Date1 April – 20 August 1346
Location
Aiguillon, south west France
44°18′02″N 00°20′15″E / 44.30056°N 0.33750°E / 44.30056; 0.33750
Result English victory
Territorial
changes
English retain Aiguillon
Belligerents
Kingdom of England Kingdom of France
Commanders and leaders
Ralph, Earl of Stafford John, Duke of Normandy
Strength
15,000–20,000
Casualties and losses
Unknown Unknown

The siege of Aiguillon, an episode in the Hundred Years' War, began on 1 April 1346 when a French army commanded by John, Duke of Normandy, laid siege to the Gascon town of Aiguillon. The town was defended by an Anglo-Gascon army under Ralph, Earl of Stafford.

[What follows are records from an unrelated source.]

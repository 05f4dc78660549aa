//! Element descriptors with an observable free hook.
//!
//! The log is thread-local, so each test (one thread per test under the
//! default harness) sees only its own releases.

use std::cell::RefCell;

use ax_core::stuff::{Stuff, U32};

thread_local! {
    static FREED: RefCell<Vec<u32>> = const { RefCell::new(Vec::new()) };
}

fn record(value: u32) {
    FREED.with(|f| f.borrow_mut().push(value));
}

/// `u32` descriptor whose free hook records the released value.
pub const TRACKED_U32: Stuff<u32> = Stuff {
    name: "tracked-u32",
    free: record,
    ..U32
};

/// Values released through [`TRACKED_U32`] on this thread, in order.
pub fn freed() -> Vec<u32> {
    FREED.with(|f| f.borrow().clone())
}

/// Forget everything recorded on this thread.
pub fn reset() {
    FREED.with(|f| f.borrow_mut().clear());
}

#[cfg(test)]
mod tests {
    use super::*;

    #[test]
    fn hook_records_release() {
        reset();
        TRACKED_U32.release(5);
        TRACKED_U32.release(1);
        assert_eq!(freed(), vec![5, 1]);
        reset();
        assert!(freed().is_empty());
    }
}
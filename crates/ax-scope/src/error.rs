//! Runtime-level error types.

use std::error::Error;
use std::fmt;

use ax_core::AxError;

use crate::handle::ObjectId;

/// Errors reported by object-level runtime operations.
#[derive(Clone, Debug, PartialEq, Eq)]
pub enum ScopeError {
    /// The id refers to an object that has been freed.
    StaleObject {
        /// The stale id.
        id: ObjectId,
    },
    /// A typed copy or move produced an object of another concrete type.
    TypeMismatch {
        /// Type the handle was typed with.
        expected: &'static str,
        /// Name of the object actually produced.
        found: &'static str,
    },
    /// The object itself reported a failure.
    Object(AxError),
}

impl fmt::Display for ScopeError {
    fn fmt(&self, f: &mut fmt::Formatter<'_>) -> fmt::Result {
        match self {
            Self::StaleObject { id } => write!(f, "stale object {id}"),
            Self::TypeMismatch { expected, found } => {
                write!(f, "type mismatch: expected {expected}, found {found}")
            }
            Self::Object(e) => write!(f, "object operation failed: {e}"),
        }
    }
}

impl Error for ScopeError {
    fn source(&self) -> Option<&(dyn Error + 'static)> {
        match self {
            Self::Object(e) => Some(e),
            _ => None,
        }
    }
}

impl From<AxError> for ScopeError {
    fn from(e: AxError) -> Self {
        Self::Object(e)
    }
}

/// Invalid [`RuntimeConfig`](crate::RuntimeConfig).
#[derive(Clone, Debug, PartialEq, Eq)]
pub enum ConfigError {
    /// `compact_threshold` must be at least 1.
    InvalidCompactThreshold {
        /// The rejected value.
        value: usize,
    },
}

impl fmt::Display for ConfigError {
    fn fmt(&self, f: &mut fmt::Formatter<'_>) -> fmt::Result {
        match self {
            Self::InvalidCompactThreshold { value } => {
                write!(f, "invalid compact threshold {value}: must be at least 1")
            }
        }
    }
}

impl Error for ConfigError {}
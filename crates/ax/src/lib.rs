//! ax: a scope-owned object runtime.
//!
//! Objects live in a [`Runtime`] and belong to scopes arranged in a tree.
//! Tearing a scope down frees what it owns, newest first. Every object
//! declares a capability chain (`one.any.box.seq.array`, ...) that can be
//! checked at run time through [`One::is`], and the containers implement
//! the matching traits so they can be used generically at compile time.
//!
//! This crate only re-exports the component crates:
//!
//! | Crate | Contents |
//! |-------|----------|
//! | [`types`] | capability traits, element descriptors, errors |
//! | [`scope`] | the runtime, scopes, handles |
//! | [`seq`] | array, list, queue, bulk initializer |
//! | [`map`] | hash map |
//! | [`buff`] | adaptive byte buffer |
//!
//! # Example
//!
//! ```
//! use ax::prelude::*;
//! use ax::stuff::I32;
//!
//! let mut rt = Runtime::new();
//! let scope = rt.enter();
//! let h = Array::init(&mut rt, scope, I32, ax::items![1, 2, 3]).unwrap();
//!
//! let a = rt.get(h).unwrap();
//! assert_eq!(a.iter_rev().copied().collect::<Vec<_>>(), vec![3, 2, 1]);
//!
//! rt.leave();
//! assert!(rt.get(h).is_none());
//! ```

#![deny(missing_docs)]
#![deny(rustdoc::broken_intra_doc_links)]
#![forbid(unsafe_code)]

pub use ax_buff as buff;
pub use ax_core as types;
pub use ax_map as map;
pub use ax_scope as scope;
pub use ax_seq as seq;

pub use ax_core::stuff;
pub use ax_core::{
    unsupported, Any, AxError, Boxed, Capability, Direction, Iter, Map, One, Seq, Stuff,
    Traverse, Tube, TypeInfo,
};
pub use ax_scope::{Handle, ObjectId, Role, Runtime, RuntimeConfig, ScopeError, ScopeId};
pub use ax_seq::{init, items, Array, Item, List, Queue};
pub use ax_map::Hmap;
pub use ax_buff::{Buff, BuffConfig};

/// The types and traits most programs need.
pub mod prelude {
    pub use ax_buff::Buff;
    pub use ax_core::{Any, AxError, Boxed, Map, One, Seq, Traverse, Tube};
    pub use ax_map::Hmap;
    pub use ax_scope::{Handle, Runtime, ScopeError, ScopeId};
    pub use ax_seq::{Array, List, Queue};
}
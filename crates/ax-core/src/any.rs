//! Value semantics: copy, move and free.

use crate::boxed::Boxed;
use crate::error::AxError;
use crate::one::{unsupported, One};

/// Value-semantics capability every runtime object implements.
///
/// `copy` and `take` are optional. A type that does not override them is
/// non-copyable (non-movable) and calling them panics. Both report
/// allocation failure through `Err` without touching `self`.
///
/// Neither operation knows about scopes: the runtime attaches a copy to
/// the caller's active scope and a moved-out replacement to the source's
/// scope.
pub trait Any: One {
    /// Deep-duplicate the object into an independent value.
    fn copy(&self) -> Result<Box<dyn Any>, AxError> {
        unsupported(self.name(), "copy")
    }

    /// Move the payload into a new object, leaving `self` empty.
    ///
    /// After a successful call `self` is still valid and holds its
    /// default (empty) state.
    fn take(&mut self) -> Result<Box<dyn Any>, AxError> {
        unsupported(self.name(), "move")
    }

    /// Destroy the object.
    fn free(self: Box<Self>) {}

    /// Upcast to the type-erased collection level, if this is a collection.
    fn as_boxed(&self) -> Option<&dyn Boxed> {
        None
    }

    /// Mutable form of [`as_boxed`](Any::as_boxed).
    fn as_boxed_mut(&mut self) -> Option<&mut dyn Boxed> {
        None
    }
}

impl dyn Any {
    /// Whether the concrete type is `T`.
    pub fn is_type<T: Any>(&self) -> bool {
        (self as &dyn std::any::Any).is::<T>()
    }

    /// Attempt to downcast to a concrete object type.
    pub fn downcast_ref<T: Any>(&self) -> Option<&T> {
        (self as &dyn std::any::Any).downcast_ref::<T>()
    }

    /// Attempt to downcast to a concrete object type, mutably.
    pub fn downcast_mut<T: Any>(&mut self) -> Option<&mut T> {
        (self as &mut dyn std::any::Any).downcast_mut::<T>()
    }

    /// View the object at its base level.
    pub fn as_one(&self) -> &dyn One {
        self
    }
}

/// Fallible deep copy of a concrete value.
///
/// Implemented by every copyable container; their [`Any::copy`] boxes the
/// result. Adapters use it to duplicate the storage they wrap.
pub trait Duplicate: Sized {
    /// Produce an independent copy with equal observable content.
    fn duplicate(&self) -> Result<Self, AxError>;
}
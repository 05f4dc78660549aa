//! Core abstractions of the ax object runtime.
//!
//! This is the leaf crate with zero internal dependencies. It defines the
//! capability chain every runtime object declares and the traits that make
//! up each level of it:
//!
//! ```text
//! One        name, type table, capability checks
//! └── Any    value semantics: copy, move (take), free
//!     ├── Boxed / Traverse    collection protocol + typed iterators
//!     │   ├── Seq             ordered collections (array, list)
//!     │   └── Map             keyed collections (hmap)
//!     ├── Tube                FIFO adapters (queue)
//!     └── (buff)              plain value objects
//! ```
//!
//! Element types are described by [`Stuff`] descriptors which containers
//! hold by value and never own.

#![deny(missing_docs)]
#![deny(rustdoc::broken_intra_doc_links)]
#![forbid(unsafe_code)]

pub mod any;
pub mod boxed;
pub mod capability;
pub mod error;
pub mod id;
pub mod map;
pub mod one;
pub mod seq;
pub mod stuff;

pub use any::{Any, Duplicate};
pub use boxed::{Boxed, Direction, Iter, Traverse, Walk};
pub use capability::{Capability, CapabilitySet, TypeInfo};
pub use error::AxError;
pub use id::BoxInstanceId;
pub use map::Map;
pub use one::{unsupported, One};
pub use seq::{Seq, Tube};
pub use stuff::Stuff;
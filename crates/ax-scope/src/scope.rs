//! Scope nodes and their entry lists.

use crate::handle::{ObjectId, ScopeId};

/// Something owned by a scope.
#[derive(Clone, Copy, Debug, PartialEq, Eq, Hash)]
pub enum Attachment {
    /// An object.
    Object(ObjectId),
    /// A child scope.
    Scope(ScopeId),
}

/// One node of the ownership tree.
///
/// Entries keep attachment order. Detaching leaves a tombstone so that the
/// slots of the remaining entries stay put until the next compaction.
#[derive(Debug)]
pub(crate) struct ScopeNode {
    pub(crate) parent: Option<ScopeId>,
    pub(crate) slot_in_parent: u32,
    entries: Vec<Option<Attachment>>,
    live: usize,
}

impl ScopeNode {
    pub(crate) fn root() -> Self {
        Self {
            parent: None,
            slot_in_parent: 0,
            entries: Vec::new(),
            live: 0,
        }
    }

    pub(crate) fn child(parent: ScopeId) -> Self {
        Self {
            parent: Some(parent),
            ..Self::root()
        }
    }

    /// Append an attachment and return its slot.
    pub(crate) fn push(&mut self, attachment: Attachment) -> u32 {
        let slot = slot_index(self.entries.len(), "scope entry");
        self.entries.push(Some(attachment));
        self.live += 1;
        slot
    }

    /// Tombstone `slot`. Trailing tombstones are dropped right away.
    pub(crate) fn vacate(&mut self, slot: u32) -> Option<Attachment> {
        let attachment = self.entries.get_mut(slot as usize)?.take()?;
        self.live -= 1;
        while matches!(self.entries.last(), Some(None)) {
            self.entries.pop();
        }
        Some(attachment)
    }

    /// Remove and return the most recent live attachment.
    pub(crate) fn pop_last(&mut self) -> Option<Attachment> {
        while let Some(entry) = self.entries.pop() {
            if let Some(attachment) = entry {
                self.live -= 1;
                return Some(attachment);
            }
        }
        None
    }

    pub(crate) fn len(&self) -> usize {
        self.live
    }

    pub(crate) fn tombstones(&self) -> usize {
        self.entries.len() - self.live
    }

    pub(crate) fn needs_compaction(&self, threshold: usize) -> bool {
        let dead = self.tombstones();
        dead > self.live && dead >= threshold
    }

    /// Drop all tombstones. Returns every live attachment with its new slot.
    pub(crate) fn compact(&mut self) -> Vec<(Attachment, u32)> {
        self.entries.retain(Option::is_some);
        self.entries
            .iter()
            .enumerate()
            .filter_map(|(slot, entry)| entry.map(|a| (a, slot as u32)))
            .collect()
    }

    /// Live attachments in attachment order.
    pub(crate) fn attachments(&self) -> impl Iterator<Item = Attachment> + '_ {
        self.entries.iter().flatten().copied()
    }
}

pub(crate) fn slot_index(len: usize, what: &str) -> u32 {
    match u32::try_from(len) {
        Ok(index) => index,
        Err(_) => panic!("{what} slots exhausted"),
    }
}

#[cfg(test)]
mod tests {
    use super::*;

    fn obj(i: u32) -> Attachment {
        Attachment::Object(ObjectId::new(i, 0))
    }

    #[test]
    fn vacate_keeps_other_slots() {
        let mut node = ScopeNode::root();
        let a = node.push(obj(0));
        let b = node.push(obj(1));
        let c = node.push(obj(2));
        assert_eq!((a, b, c), (0, 1, 2));
        assert_eq!(node.vacate(b), Some(obj(1)));
        assert_eq!(node.len(), 2);
        assert_eq!(node.tombstones(), 1);
        assert_eq!(node.vacate(b), None);
        assert_eq!(node.attachments().collect::<Vec<_>>(), vec![obj(0), obj(2)]);
    }

    #[test]
    fn trailing_tombstones_are_trimmed() {
        let mut node = ScopeNode::root();
        node.push(obj(0));
        node.push(obj(1));
        node.push(obj(2));
        node.vacate(1);
        node.vacate(2);
        assert_eq!(node.tombstones(), 0);
        assert_eq!(node.push(obj(3)), 1);
    }

    #[test]
    fn pop_last_skips_tombstones() {
        let mut node = ScopeNode::root();
        node.push(obj(0));
        node.push(obj(1));
        node.push(obj(2));
        node.vacate(1);
        assert_eq!(node.pop_last(), Some(obj(2)));
        assert_eq!(node.pop_last(), Some(obj(0)));
        assert_eq!(node.pop_last(), None);
        assert_eq!(node.len(), 0);
    }

    #[test]
    fn compact_renumbers_in_order() {
        let mut node = ScopeNode::root();
        for i in 0..6 {
            node.push(obj(i));
        }
        for slot in [0, 1, 3, 4] {
            node.vacate(slot);
        }
        assert!(node.needs_compaction(2));
        assert!(!node.needs_compaction(5));
        let moved = node.compact();
        assert_eq!(moved, vec![(obj(2), 0), (obj(5), 1)]);
        assert_eq!(node.tombstones(), 0);
    }
}
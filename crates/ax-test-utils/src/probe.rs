//! Objects that report their own destruction.

use std::cell::RefCell;
use std::rc::Rc;

use ax_core::{Any, AxError, Capability, One, TypeInfo};

static PROBE: TypeInfo = TypeInfo::new("one.any.probe", &[Capability::One, Capability::Any]);

/// Shared, append-only record of destroyed probe tags.
#[derive(Clone, Default)]
pub struct DropLog {
    order: Rc<RefCell<Vec<u32>>>,
}

impl DropLog {
    pub fn new() -> Self {
        Self::default()
    }

    /// A probe that copies and moves normally.
    pub fn probe(&self, tag: u32) -> DropProbe {
        DropProbe {
            tag,
            log: self.clone(),
            refuse_copy: false,
        }
    }

    /// A probe whose copy fails with [`AxError::AllocFailed`].
    pub fn refusing_probe(&self, tag: u32) -> DropProbe {
        DropProbe {
            tag,
            log: self.clone(),
            refuse_copy: true,
        }
    }

    /// Tags in destruction order.
    pub fn order(&self) -> Vec<u32> {
        self.order.borrow().clone()
    }

    pub fn len(&self) -> usize {
        self.order.borrow().len()
    }

    pub fn is_empty(&self) -> bool {
        self.order.borrow().is_empty()
    }
}

/// Runtime object that appends its tag to a [`DropLog`] on drop.
///
/// A moved-out probe keeps the tag; the emptied source is left with tag 0.
pub struct DropProbe {
    tag: u32,
    log: DropLog,
    refuse_copy: bool,
}

impl DropProbe {
    pub fn tag(&self) -> u32 {
        self.tag
    }
}

impl One for DropProbe {
    fn type_info(&self) -> &'static TypeInfo {
        &PROBE
    }
}

impl Any for DropProbe {
    fn copy(&self) -> Result<Box<dyn Any>, AxError> {
        if self.refuse_copy {
            return Err(AxError::AllocFailed { requested: 1 });
        }
        Ok(Box::new(self.log.probe(self.tag)))
    }

    fn take(&mut self) -> Result<Box<dyn Any>, AxError> {
        let tag = std::mem::take(&mut self.tag);
        Ok(Box::new(self.log.probe(tag)))
    }
}

impl Drop for DropProbe {
    fn drop(&mut self) {
        self.log.order.borrow_mut().push(self.tag);
    }
}
//! Scope ownership tree and object arena for the ax runtime.
//!
//! Every object belongs to at most one scope, and every scope but the
//! root belongs to exactly one parent scope. Tearing a scope down frees
//! everything it owns, newest first, recursively. Objects are addressed by
//! generational [`ObjectId`]s (or typed [`Handle`]s), so a reference that
//! outlives its object is detected instead of dangling.
//!
//! [`Runtime`] is the single owner of both the object arena and the scope
//! tree; see its docs for the full operation set.

#![deny(missing_docs)]
#![deny(rustdoc::broken_intra_doc_links)]
#![forbid(unsafe_code)]

pub mod config;
pub mod error;
pub mod handle;
pub mod runtime;
pub mod scope;

pub use config::RuntimeConfig;
pub use error::{ConfigError, ScopeError};
pub use handle::{Handle, Linkage, ObjectId, ScopeId};
pub use runtime::{Role, Runtime};
pub use scope::Attachment;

In 1345 Henry, Earl of Lancaster, was sent to Gascony in south west France with 2,000 men and large financial resources. In 1346 the French focused their effort on the south west and, early in the campaigning season, an army of 15,000–20,000 men marched down the valley of the Garonne. Aiguillon commands both the Rivers Garonne and Lot, and it was not possible to sustain an offensive further into Gascony unless the town was taken. Duke John, the son and heir apparent of Philip VI, laid siege to the town. The garrison, some 900 men, sortied repeatedly to interrupt the French operations, while Lancaster concentrated the main Anglo-Gascon force at La Réole, some 30 miles (48 km) away, as a threat. Duke John was never able to fully blockade the town, and found that his own supply lines were seriously harassed. On one occasion Lancaster used his main force to escort a large supply train into the town.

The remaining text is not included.